Ao falar do fatiamento da Petrobrás, Dilma cita o caso das transportadoras de gás e óleo: "Eles venderam essas transportadoras e agora pagam um aluguel que em dois anos eles vão perder tudo que obtiveram com a venda. E torna o Brasil um exportador de óleo bruto e um importador de produtos processados", defende.
Política de proteção ambiental brasileira sob ataque
O segundo ponto que a ex-presidenta enfatiza é o ataque à política de proteção do meio ambiente, através do desmonte da fiscalização e da permissão para destruição dos biomas brasileiros. “Em especial a Amazônia, por meio da autorização para empresas nacionais e internacionais explorarem recursos minerais e outros recursos, inclusive desmatando a floresta”, explica.

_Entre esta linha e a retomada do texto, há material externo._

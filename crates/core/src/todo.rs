//! Todo entity, status lifecycle, and the pure transitions between states.
//!
//! Every mutation is a [`TodoChange`] applied to a snapshot with
//! [`Todo::apply`], producing the next snapshot. Loading and persisting the
//! snapshot is the job of [`crate::commands`].

use std::fmt;
use std::str::FromStr;

use chrono::NaiveDate;
use serde::{Deserialize, Serialize, Serializer};
use serde_json::Value;

use crate::error::CoreError;
use crate::types::{Timestamp, TodoId};

// ---------------------------------------------------------------------------
// Status
// ---------------------------------------------------------------------------

/// Lifecycle state of a todo.
///
/// `Deleted` exists in the vocabulary and is rejected by completion, but the
/// delete command removes the record rather than transitioning to it.
#[derive(Debug, Clone, Copy, PartialEq, Eq, Hash, Serialize, Deserialize)]
pub enum TodoStatus {
    Active,
    Completed,
    Deleted,
}

impl TodoStatus {
    /// All valid statuses, in lifecycle order.
    pub const ALL: [TodoStatus; 3] = [Self::Active, Self::Completed, Self::Deleted];

    /// Wire and storage representation.
    pub fn as_str(self) -> &'static str {
        match self {
            Self::Active => "Active",
            Self::Completed => "Completed",
            Self::Deleted => "Deleted",
        }
    }
}

impl fmt::Display for TodoStatus {
    fn fmt(&self, f: &mut fmt::Formatter<'_>) -> fmt::Result {
        f.write_str(self.as_str())
    }
}

impl FromStr for TodoStatus {
    type Err = CoreError;

    fn from_str(s: &str) -> Result<Self, Self::Err> {
        Self::ALL
            .into_iter()
            .find(|status| status.as_str() == s)
            .ok_or_else(|| {
                CoreError::Validation(format!(
                    "Invalid todo status '{s}'. Must be one of: Active, Completed, Deleted"
                ))
            })
    }
}

// ---------------------------------------------------------------------------
// Entity
// ---------------------------------------------------------------------------

/// The todo entity.
///
/// `id` is serialized under both `id` and `todoID`, so the two can never
/// diverge. `title` is non-blank for every snapshot produced by
/// [`Todo::new`] and [`Todo::apply`].
#[derive(Debug, Clone, PartialEq)]
pub struct Todo {
    pub id: TodoId,
    pub title: String,
    pub description: Option<String>,
    pub due_date: Option<NaiveDate>,
    pub priority: Option<String>,
    pub status: TodoStatus,
    /// Completion fields: only populated while `status` is `Completed`.
    /// Stored as the JSON values the client sent.
    pub completion_notes: Option<Value>,
    pub actual_completion_date: Option<Value>,
    pub time_spent_minutes: Option<Value>,
    pub satisfaction_rating: Option<Value>,
    pub reopen_reason: Option<Value>,
    pub priority_adjustment: Option<Value>,
    pub estimated_effort_hours: Option<Value>,
    /// Legacy deletion fields; accepted in whatever shape older clients send.
    pub deletion_reason: Option<Value>,
    pub deletion_comment: Option<Value>,
    pub confirm_deletion: Option<Value>,
    pub retain_for_days: Option<Value>,
    pub created_at: Timestamp,
    pub updated_at: Timestamp,
}

/// Payload for creating a todo.
#[derive(Debug, Clone, Default, Deserialize)]
#[serde(rename_all = "camelCase")]
pub struct NewTodo {
    pub title: Option<String>,
    pub description: Option<String>,
    pub due_date: Option<String>,
    pub priority: Option<String>,
    pub deletion_reason: Option<Value>,
    pub deletion_comment: Option<Value>,
    pub confirm_deletion: Option<Value>,
    pub retain_for_days: Option<Value>,
}

/// Detail fields to overwrite. Absent or blank values leave the field as is.
#[derive(Debug, Clone, Default, Deserialize)]
#[serde(rename_all = "camelCase")]
pub struct DetailsPatch {
    pub title: Option<String>,
    pub description: Option<String>,
    pub due_date: Option<String>,
    pub priority: Option<String>,
}

/// Completion details, stored exactly as received.
#[derive(Debug, Clone, Default, Deserialize)]
#[serde(rename_all = "camelCase")]
pub struct CompletionDetails {
    pub completion_notes: Option<Value>,
    pub actual_completion_date: Option<Value>,
    pub time_spent_minutes: Option<Value>,
    pub satisfaction_rating: Option<Value>,
}

/// Optional context supplied when a todo is reopened.
#[derive(Debug, Clone, Default, Deserialize)]
#[serde(rename_all = "camelCase")]
pub struct ReopenDetails {
    pub reopen_reason: Option<Value>,
    pub due_date: Option<String>,
    pub priority_adjustment: Option<Value>,
    pub estimated_effort_hours: Option<Value>,
}

/// A mutation of an existing todo.
#[derive(Debug, Clone)]
pub enum TodoChange {
    Details(DetailsPatch),
    Complete(CompletionDetails),
    Reopen(ReopenDetails),
}

impl TodoChange {
    /// Short name used in log events.
    pub fn name(&self) -> &'static str {
        match self {
            Self::Details(_) => "update_details",
            Self::Complete(_) => "mark_completed",
            Self::Reopen(_) => "mark_reopened",
        }
    }
}

impl Todo {
    /// Build a fresh `Active` todo from a creation payload.
    pub fn new(id: TodoId, input: NewTodo, now: Timestamp) -> Result<Self, CoreError> {
        let title = non_blank(input.title)
            .ok_or_else(|| CoreError::Validation("Title is required".to_string()))?;
        let due_date = parse_due_date(input.due_date)?;

        Ok(Self {
            id,
            title,
            description: input.description,
            due_date,
            priority: input.priority,
            status: TodoStatus::Active,
            completion_notes: None,
            actual_completion_date: None,
            time_spent_minutes: None,
            satisfaction_rating: None,
            reopen_reason: None,
            priority_adjustment: None,
            estimated_effort_hours: None,
            deletion_reason: input.deletion_reason,
            deletion_comment: input.deletion_comment,
            confirm_deletion: input.confirm_deletion,
            retain_for_days: input.retain_for_days,
            created_at: now,
            updated_at: now,
        })
    }

    /// Apply `change` and return the next snapshot.
    ///
    /// `id` and `created_at` are never changed. `updated_at` becomes `now`.
    pub fn apply(mut self, change: TodoChange, now: Timestamp) -> Result<Self, CoreError> {
        match change {
            TodoChange::Details(patch) => {
                let due_date = parse_due_date(patch.due_date)?;
                if let Some(title) = non_blank(patch.title) {
                    self.title = title;
                }
                if let Some(description) = non_blank(patch.description) {
                    self.description = Some(description);
                }
                if due_date.is_some() {
                    self.due_date = due_date;
                }
                if let Some(priority) = non_blank(patch.priority) {
                    self.priority = Some(priority);
                }
            }
            TodoChange::Complete(details) => {
                match self.status {
                    TodoStatus::Completed => {
                        return Err(CoreError::Conflict(format!(
                            "Todo with ID '{}' is already completed.",
                            self.id
                        )));
                    }
                    TodoStatus::Deleted => {
                        return Err(CoreError::Conflict(format!(
                            "Todo with ID '{}' is deleted and cannot be marked as completed.",
                            self.id
                        )));
                    }
                    TodoStatus::Active => {}
                }
                self.status = TodoStatus::Completed;
                self.completion_notes = details.completion_notes;
                self.actual_completion_date = details.actual_completion_date;
                self.time_spent_minutes = details.time_spent_minutes;
                self.satisfaction_rating = details.satisfaction_rating;
            }
            TodoChange::Reopen(details) => {
                let due_date = match parse_due_date(details.due_date) {
                    Ok(due_date) => due_date,
                    Err(err) => {
                        tracing::warn!(
                            todo_id = %self.id,
                            error = %err,
                            "Ignoring dueDate on reopen"
                        );
                        None
                    }
                };
                self.status = TodoStatus::Active;
                self.completion_notes = None;
                self.actual_completion_date = None;
                self.time_spent_minutes = None;
                self.satisfaction_rating = None;
                if details.reopen_reason.is_some() {
                    self.reopen_reason = details.reopen_reason;
                }
                if details.priority_adjustment.is_some() {
                    self.priority_adjustment = details.priority_adjustment;
                }
                if details.estimated_effort_hours.is_some() {
                    self.estimated_effort_hours = details.estimated_effort_hours;
                }
                if due_date.is_some() {
                    self.due_date = due_date;
                }
            }
        }

        self.updated_at = now;
        Ok(self)
    }
}

/// Trim-aware presence check: `None` and whitespace-only strings count as absent.
fn non_blank(value: Option<String>) -> Option<String> {
    value.filter(|v| !v.trim().is_empty())
}

/// Parse an optional `YYYY-MM-DD` due date. Blank input is treated as absent.
pub fn parse_due_date(value: Option<String>) -> Result<Option<NaiveDate>, CoreError> {
    match non_blank(value) {
        None => Ok(None),
        Some(raw) => NaiveDate::parse_from_str(raw.trim(), "%Y-%m-%d")
            .map(Some)
            .map_err(|_| {
                CoreError::Validation(format!(
                    "Invalid dueDate '{raw}'. Expected an ISO-8601 date (YYYY-MM-DD)"
                ))
            }),
    }
}

// ---------------------------------------------------------------------------
// Serialization
// ---------------------------------------------------------------------------

#[derive(Serialize)]
#[serde(rename_all = "camelCase")]
struct TodoRepr<'a> {
    id: TodoId,
    #[serde(rename = "todoID")]
    todo_id: TodoId,
    title: &'a str,
    description: Option<&'a str>,
    due_date: Option<NaiveDate>,
    priority: Option<&'a str>,
    status: TodoStatus,
    completion_notes: Option<&'a Value>,
    actual_completion_date: Option<&'a Value>,
    time_spent_minutes: Option<&'a Value>,
    satisfaction_rating: Option<&'a Value>,
    reopen_reason: Option<&'a Value>,
    priority_adjustment: Option<&'a Value>,
    estimated_effort_hours: Option<&'a Value>,
    deletion_reason: Option<&'a Value>,
    deletion_comment: Option<&'a Value>,
    confirm_deletion: Option<&'a Value>,
    retain_for_days: Option<&'a Value>,
    created_at: Timestamp,
    updated_at: Timestamp,
}

impl Serialize for Todo {
    fn serialize<S: Serializer>(&self, serializer: S) -> Result<S::Ok, S::Error> {
        TodoRepr {
            id: self.id,
            todo_id: self.id,
            title: &self.title,
            description: self.description.as_deref(),
            due_date: self.due_date,
            priority: self.priority.as_deref(),
            status: self.status,
            completion_notes: self.completion_notes.as_ref(),
            actual_completion_date: self.actual_completion_date.as_ref(),
            time_spent_minutes: self.time_spent_minutes.as_ref(),
            satisfaction_rating: self.satisfaction_rating.as_ref(),
            reopen_reason: self.reopen_reason.as_ref(),
            priority_adjustment: self.priority_adjustment.as_ref(),
            estimated_effort_hours: self.estimated_effort_hours.as_ref(),
            deletion_reason: self.deletion_reason.as_ref(),
            deletion_comment: self.deletion_comment.as_ref(),
            confirm_deletion: self.confirm_deletion.as_ref(),
            retain_for_days: self.retain_for_days.as_ref(),
            created_at: self.created_at,
            updated_at: self.updated_at,
        }
        .serialize(serializer)
    }
}

// ---------------------------------------------------------------------------
// Tests
// ---------------------------------------------------------------------------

Ataque ao Estado: PEC do Teto dos Gastos
Dilma Rousseff critica fortemente a PEC do Teto dos Gastos por tirar o povo como prioridade do orçamento público e privá-lo da decisão política por 20 anos. “É incluir na Constituição os princípios neoliberais do ajuste fiscal, que liberam todos os pagamentos relativos à finanças, permitindo que a dívida seja manipulada pelos grandes conglomerados financeiros e limita todos os demais gastos”.
Segundo ela, a tomada do orçamento público pela agenda neoliberal traz como consequência o desmonte da cultura, da educação universitária federal, do sistema de pesquisa, da geração de ciência e tecnologia, ocasiona o enfraquecimento do Sistema Único de Saúde e uma série de outros problemas.
Destruição da política industrial
Ela ainda aponta a descapitalização do Banco Nacional de Desenvolvimento Econômico e Social (BNDES), um dos maiores bancos de desenvolvimento do mundo e o principal instrumento do Governo Federal para o financiamento de longo prazo e investimento em todos os segmentos da economia brasileira. “Nós tínhamos política industrial, eles destruíram essa política e fizeram o Brasil voltar aos tempos mais atrasados da República Velha, onde nós estamos virando pura e simplesmente a pátria do agronegócio”, critica.
Além disso, aponta para a falta de incentivos à agricultura familiar no país e o desmonte de programas de estímulo ao pequeno agricultor. “A ONU já reconheceu [a agricultura familiar] como elemento fundamental para o país sair do Mapa da Fome. Então essa degradação do BNDS também vai impedir que tenha projetos significativos de infraestrutura no Brasil”.
O abandono do povo brasileiro
Dilma ainda faz uma série de outras críticas, como a desvalorização do funcionalismo público, a militarização do aparelho do Estado, o alinhamento "cego" aos Estados Unidos e ao governo Trump, a questão previdenciária e a Reforma Trabalhista. Segundo ela, a reforma transformou a ausência de direitos trabalhistas em uma regra.
Por fim, a ex-presidenta toca na crise sanitária causada pela pandemia da covid-19 e na desproteção completa por parte do governo Bolsonaro para com a população diante de um cenário de desemprego, fome e crise social. “Parte expressiva dos quase 600 mil mortos no Brasil é devido a adoção da visão genocida e negacionista expressa naquela concepção da imunidade de rebanho”, reforça. “A segunda questão que eu acho gravíssima é tão genocida quanto a primeira, é a questão da insegurança alimentar. 19 milhões de brasileiros estão em fome”, e critica mais uma vez o Teto dos Gastos.
Ela finaliza apontando para o enfraquecimento das instituições nacionais e para a necessidade da mobilização popular. “Apesar de cumprirem o papel da democracia, não acho que tenham demonstrado uma força para conter estes desmandos que eu acabei de relatar do Bolsonaro”. Para ela, só há um caminho: “É o enfrentamento nas ruas. É a força do povo”.